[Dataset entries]
☆ ☆ ☆ ☆

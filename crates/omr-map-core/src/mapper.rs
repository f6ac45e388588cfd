//! One-page mapping pipeline.

use log::debug;

use crate::classify::{classify, ClassConfig};
use crate::infer::infer_rows;
use crate::match_marks::match_marks;
use crate::params::MapParams;
use crate::rows::segment_rows;
use crate::types::{Detection, PageResult};

/// Maps one page's raw detections to per-question verdicts.
///
/// Construct one per run and pass it by reference wherever pages are
/// processed; it holds configuration only and keeps no state between
/// calls, so pages may be mapped from parallel workers.
#[derive(Clone, Debug, Default)]
pub struct AnswerMapper {
    classes: ClassConfig,
    params: MapParams,
}

impl AnswerMapper {
    pub fn new(classes: ClassConfig, params: MapParams) -> Self {
        Self { classes, params }
    }

    pub fn classes(&self) -> &ClassConfig {
        &self.classes
    }

    pub fn params(&self) -> &MapParams {
        &self.params
    }

    /// Run classify → match → segment → infer for one page.
    ///
    /// `glyph_dets` comes from the option-glyph detector, `structure_dets`
    /// from the structure detector, both for the same image. A page with
    /// no usable detections yields an empty result, not an error.
    pub fn map_page(&self, glyph_dets: &[Detection], structure_dets: &[Detection]) -> PageResult {
        let page = classify(glyph_dets, structure_dets, &self.classes);
        let mut glyphs = page.glyphs.clone();
        let mut circles = page.retained_circles();
        debug!(
            "page: {} glyphs, {} circles retained of {}, {} anchors",
            glyphs.len(),
            circles.len(),
            page.circles.len(),
            page.anchors.len()
        );

        match_marks(&mut glyphs, &mut circles, &self.params);
        let rows = segment_rows(&circles, &self.params);
        PageResult::from_row_results(infer_rows(&rows, &glyphs))
    }
}

#[cfg(test)]
mod tests {
    use super::*;
    use crate::geom::BBox;
    use crate::types::{Answer, OptionLabel, RowStatus};

    fn det(class_id: u32, x1: f32, y1: f32) -> Detection {
        Detection {
            bbox: BBox::new(x1, y1, x1 + 20.0, y1 + 20.0),
            class_id,
            confidence: 0.9,
        }
    }

    /// A full row of four option glyphs (classes 0..=3) at vertical y1.
    fn glyph_row(y1: f32) -> Vec<Detection> {
        (0..4).map(|i| det(i, i as f32 * 100.0, y1)).collect()
    }

    #[test]
    fn maps_two_rows_with_single_answers() {
        let mapper = AnswerMapper::default();
        let mut glyphs = glyph_row(100.0);
        glyphs.extend(glyph_row(200.0));
        // Circle on B in row 1, on D in row 2 (structure class 0).
        let structures = vec![det(0, 100.0, 100.0), det(0, 300.0, 200.0)];

        let result = mapper.map_page(&glyphs, &structures);
        assert_eq!(result.questions.len(), 2);
        assert_eq!(result.questions[&1].answer, Answer::Single(OptionLabel::B));
        assert_eq!(result.questions[&2].answer, Answer::Single(OptionLabel::D));
    }

    #[test]
    fn empty_detections_map_to_empty_page() {
        let mapper = AnswerMapper::default();
        let result = mapper.map_page(&[], &[]);
        assert!(result.is_empty());
    }

    #[test]
    fn stray_marks_above_the_section_are_ignored() {
        let mapper = AnswerMapper::default();
        // Block marker (class 4) centered at y = 60, grid below it.
        let mut glyphs = vec![det(4, 0.0, 50.0)];
        glyphs.extend(glyph_row(100.0));
        // A signature circle near the top plus a real mark on A.
        let structures = vec![det(0, 50.0, 0.0), det(0, 0.0, 100.0)];

        let result = mapper.map_page(&glyphs, &structures);
        assert_eq!(result.questions.len(), 1);
        assert_eq!(result.questions[&1].answer, Answer::Single(OptionLabel::A));
    }

    #[test]
    fn multi_marked_row_is_surfaced_not_resolved() {
        let mapper = AnswerMapper::default();
        let glyphs = glyph_row(100.0);
        let structures = vec![det(0, 0.0, 100.0), det(0, 200.0, 100.0)];

        let result = mapper.map_page(&glyphs, &structures);
        assert_eq!(result.questions[&1].status, RowStatus::Multiple);
        assert_eq!(
            result.questions[&1].answer,
            Answer::Multiple(vec![OptionLabel::A, OptionLabel::C])
        );
    }
}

☆ ☆ ☆ ☆

• [AIM OF THE TASK]: Which of the lines above include the word "detector"? Copy each of them.

• [TASK ANSWER]:
    /// `glyph_dets` comes from the option-glyph detector, `structure_dets`
    /// from the structure detector, both for the same image. A page with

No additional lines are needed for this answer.